Embodiments of the present application also provide a computer readable storage medium having stored thereon program instructions executable by a processor to implement steps in a method for controlling a robotic arm as described in any of the embodiments above.

The embodiment of the application also provides electronic equipment, which comprises a memory and a processor, wherein the memory stores a computer program, and the processor executes the steps in the mechanical arm control method according to any embodiment by calling the computer program stored in the memory.

The embodiment of the disclosure provides a mechanical arm control method, a storage medium and electronic equipment, which are applied to a groove type cleaning machine. The basket taking and placing tasks are generated for the cleaning machine based on the basket taking and placing positions, are distributed to the corresponding mechanical arms based on the operation areas of each mechanical arm, and after task distribution is completed, the mechanical arms are scheduled to execute the corresponding basket taking and placing tasks, so that the flexibility of the mechanical arms is controlled, and the cleaning efficiency is improved.

Additional aspects and advantages of the application will be set forth in part in the description which follows, and in part will be obvious from the description, or may be learned by practice of the application.

Drawings

Fig. 1 is a schematic diagram of a method for controlling a mechanical arm according to some exemplary embodiments of the present application;

fig. 2 is a schematic full flow diagram of a method for controlling a robotic arm according to some exemplary embodiments of the present application;

FIG. 3 is a schematic illustration of a recipe structure and a robotic arm operating range provided by some exemplary embodiments of the present application;

fig. 4 is a schematic structural diagram of an electronic device according to some exemplary embodiments of the present application.

Detailed Description

The following description of the embodiments of the present application will be made clearly and fully with reference to the accompanying drawings, in which it is evident that the embodiments described are some, but not all, of the embodiments of the present application. All other embodiments, which can be made by one of ordinary skill in the art based on the embodiments herein without making any inventive effort, are intended to be within the scope of the present application.

Embodiment one:

specifically, referring to fig. 1, a method for controlling a mechanical arm is provided in the present disclosure. For use in a tank washer, typically the tank washer includes a plurality of tanks, each tank having a corresponding process. The method comprises the following specific steps:

step S100: and generating a basket taking and placing task, wherein the basket taking and placing task at least comprises a basket taking position and a basket placing position.
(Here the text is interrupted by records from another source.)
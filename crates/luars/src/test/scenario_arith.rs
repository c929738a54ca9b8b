use crate::lua_value::Value;
use crate::lua_vm::{Instruction, LuaVM, OpCode, RK_CONST_BIT};

use super::make_closure;

/// Scenario 2 (spec §8): `return 2 + 3 * 4`, precedence handled by the order
/// bytecode was emitted in (MUL before ADD), not by the interpreter.
#[test]
fn arithmetic_precedence() {
    let k2 = 0;
    let k3 = 1;
    let k4 = 2;

    let instructions = vec![
        Instruction::encode_abx(OpCode::LoadK, 0, k2),
        Instruction::encode_abc(OpCode::Mul, 1, k3 | RK_CONST_BIT, k4 | RK_CONST_BIT),
        Instruction::encode_abc(OpCode::Add, 0, 0, 1),
        Instruction::encode_abc(OpCode::Return, 0, 2, 0),
    ];
    let constants = vec![Value::Number(2.0), Value::Number(3.0), Value::Number(4.0)];
    let closure = make_closure(instructions, constants, Vec::new(), 0, 0, 2);

    let mut vm = LuaVM::new();
    let result = vm.run(closure).unwrap();
    assert_eq!(result, vec![Value::Number(14.0)]);
}
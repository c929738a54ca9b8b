use crate::lua_value::Value;
use crate::lua_vm::LuaResult;
use crate::lua_vm::lua_state::{Flow, LuaVM};
use crate::lua_vm::opcode::Instruction;

/// MOVE A B: R[A] <- R[B]
pub(crate) fn exec_move(vm: &mut LuaVM, instr: u32) -> LuaResult<Flow> {
    let a = Instruction::a(instr) as usize;
    let b = Instruction::b(instr) as usize;
    let v = vm.current_frame().get(b);
    vm.current_frame_mut().set(a, v);
    Ok(Flow::Continue)
}

/// LOADK A Bx: R[A] <- K[Bx]
pub(crate) fn exec_loadk(vm: &mut LuaVM, instr: u32) -> LuaResult<Flow> {
    let a = Instruction::a(instr) as usize;
    let bx = Instruction::bx(instr) as usize;
    let k = vm.current_closure().prototype.constants[bx].clone();
    vm.current_frame_mut().set(a, k);
    Ok(Flow::Continue)
}

/// LOADBOOL A B C: R[A] <- (bool)B; if C != 0 then pc++
pub(crate) fn exec_loadbool(vm: &mut LuaVM, instr: u32) -> LuaResult<Flow> {
    let a = Instruction::a(instr) as usize;
    let b = Instruction::b(instr);
    let c = Instruction::c(instr);
    vm.current_frame_mut().set(a, Value::Boolean(b != 0));
    if c != 0 {
        vm.current_frame_mut().pc += 1;
    }
    Ok(Flow::Continue)
}

/// LOADNIL A B: R[A..=B] <- nil (B is an absolute register index, not a count)
pub(crate) fn exec_loadnil(vm: &mut LuaVM, instr: u32) -> LuaResult<Flow> {
    let a = Instruction::a(instr) as usize;
    let b = Instruction::b(instr) as usize;
    for i in a..=b {
        vm.current_frame_mut().set(i, Value::Nil);
    }
    Ok(Flow::Continue)
}

/// GETUPVAL A B: R[A] <- Upval[B]
pub(crate) fn exec_getupval(vm: &mut LuaVM, instr: u32) -> LuaResult<Flow> {
    let a = Instruction::a(instr) as usize;
    let b = Instruction::b(instr) as usize;
    let v = vm.current_closure().upvalues[b].borrow().clone();
    vm.current_frame_mut().set(a, v);
    Ok(Flow::Continue)
}

/// SETUPVAL A B: Upval[B] <- R[A]
pub(crate) fn exec_setupval(vm: &mut LuaVM, instr: u32) -> LuaResult<Flow> {
    let a = Instruction::a(instr) as usize;
    let b = Instruction::b(instr) as usize;
    let v = vm.current_frame().get(a);
    *vm.current_closure().upvalues[b].borrow_mut() = v;
    Ok(Flow::Continue)
}

/// GETGLOBAL A Bx: R[A] <- Globals[K[Bx]]
pub(crate) fn exec_getglobal(vm: &mut LuaVM, instr: u32) -> LuaResult<Flow> {
    let a = Instruction::a(instr) as usize;
    let bx = Instruction::bx(instr) as usize;
    let name = vm.current_closure().prototype.constants[bx].clone();
    let v = vm.globals.borrow().get(&name);
    vm.current_frame_mut().set(a, v);
    Ok(Flow::Continue)
}

/// SETGLOBAL A Bx: Globals[K[Bx]] <- R[A]
pub(crate) fn exec_setglobal(vm: &mut LuaVM, instr: u32) -> LuaResult<Flow> {
    let a = Instruction::a(instr) as usize;
    let bx = Instruction::bx(instr) as usize;
    let name = vm.current_closure().prototype.constants[bx].clone();
    let v = vm.current_frame().get(a);
    vm.globals.borrow_mut().set(name, v)?;
    Ok(Flow::Continue)
}

/// VARARG A B: copy vararg parameters into R[A..A+B-2]; B=0 copies all and
/// sets the frame's top (spec §9 "CALL argument boundary").
pub(crate) fn exec_vararg(vm: &mut LuaVM, instr: u32) -> LuaResult<Flow> {
    let a = Instruction::a(instr) as usize;
    let b = Instruction::b(instr) as usize;
    let frame = vm.current_frame_mut();
    let varargs = frame.varargs.clone();
    if b == 0 {
        for (i, v) in varargs.iter().enumerate() {
            frame.set(a + i, v.clone());
        }
        frame.top = a + varargs.len();
    } else {
        for i in 0..b - 1 {
            frame.set(a + i, varargs.get(i).cloned().unwrap_or(Value::Nil));
        }
    }
    Ok(Flow::Continue)
}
In some embodiments, the washer typically has a plurality of tanks, each tank having a number, and a washer having 30 tanks is described below as an example, it being understood that the disclosed embodiments are not limited to this example.

The number of the slot body can be a number of 10, for example, 0, 1, 2, 3, … and 29 respectively, wherein the number 0 slot is an upper slot, and the number 29 slot is a lower slot, and it can be understood that the number of the slot body can also be a binary number or other coding modes in a convention. Some of the grooves are parallel and have the same function, for example, the groove No. 5 and the groove No. 6 are parallel, and one of the grooves can be selected to execute the corresponding process.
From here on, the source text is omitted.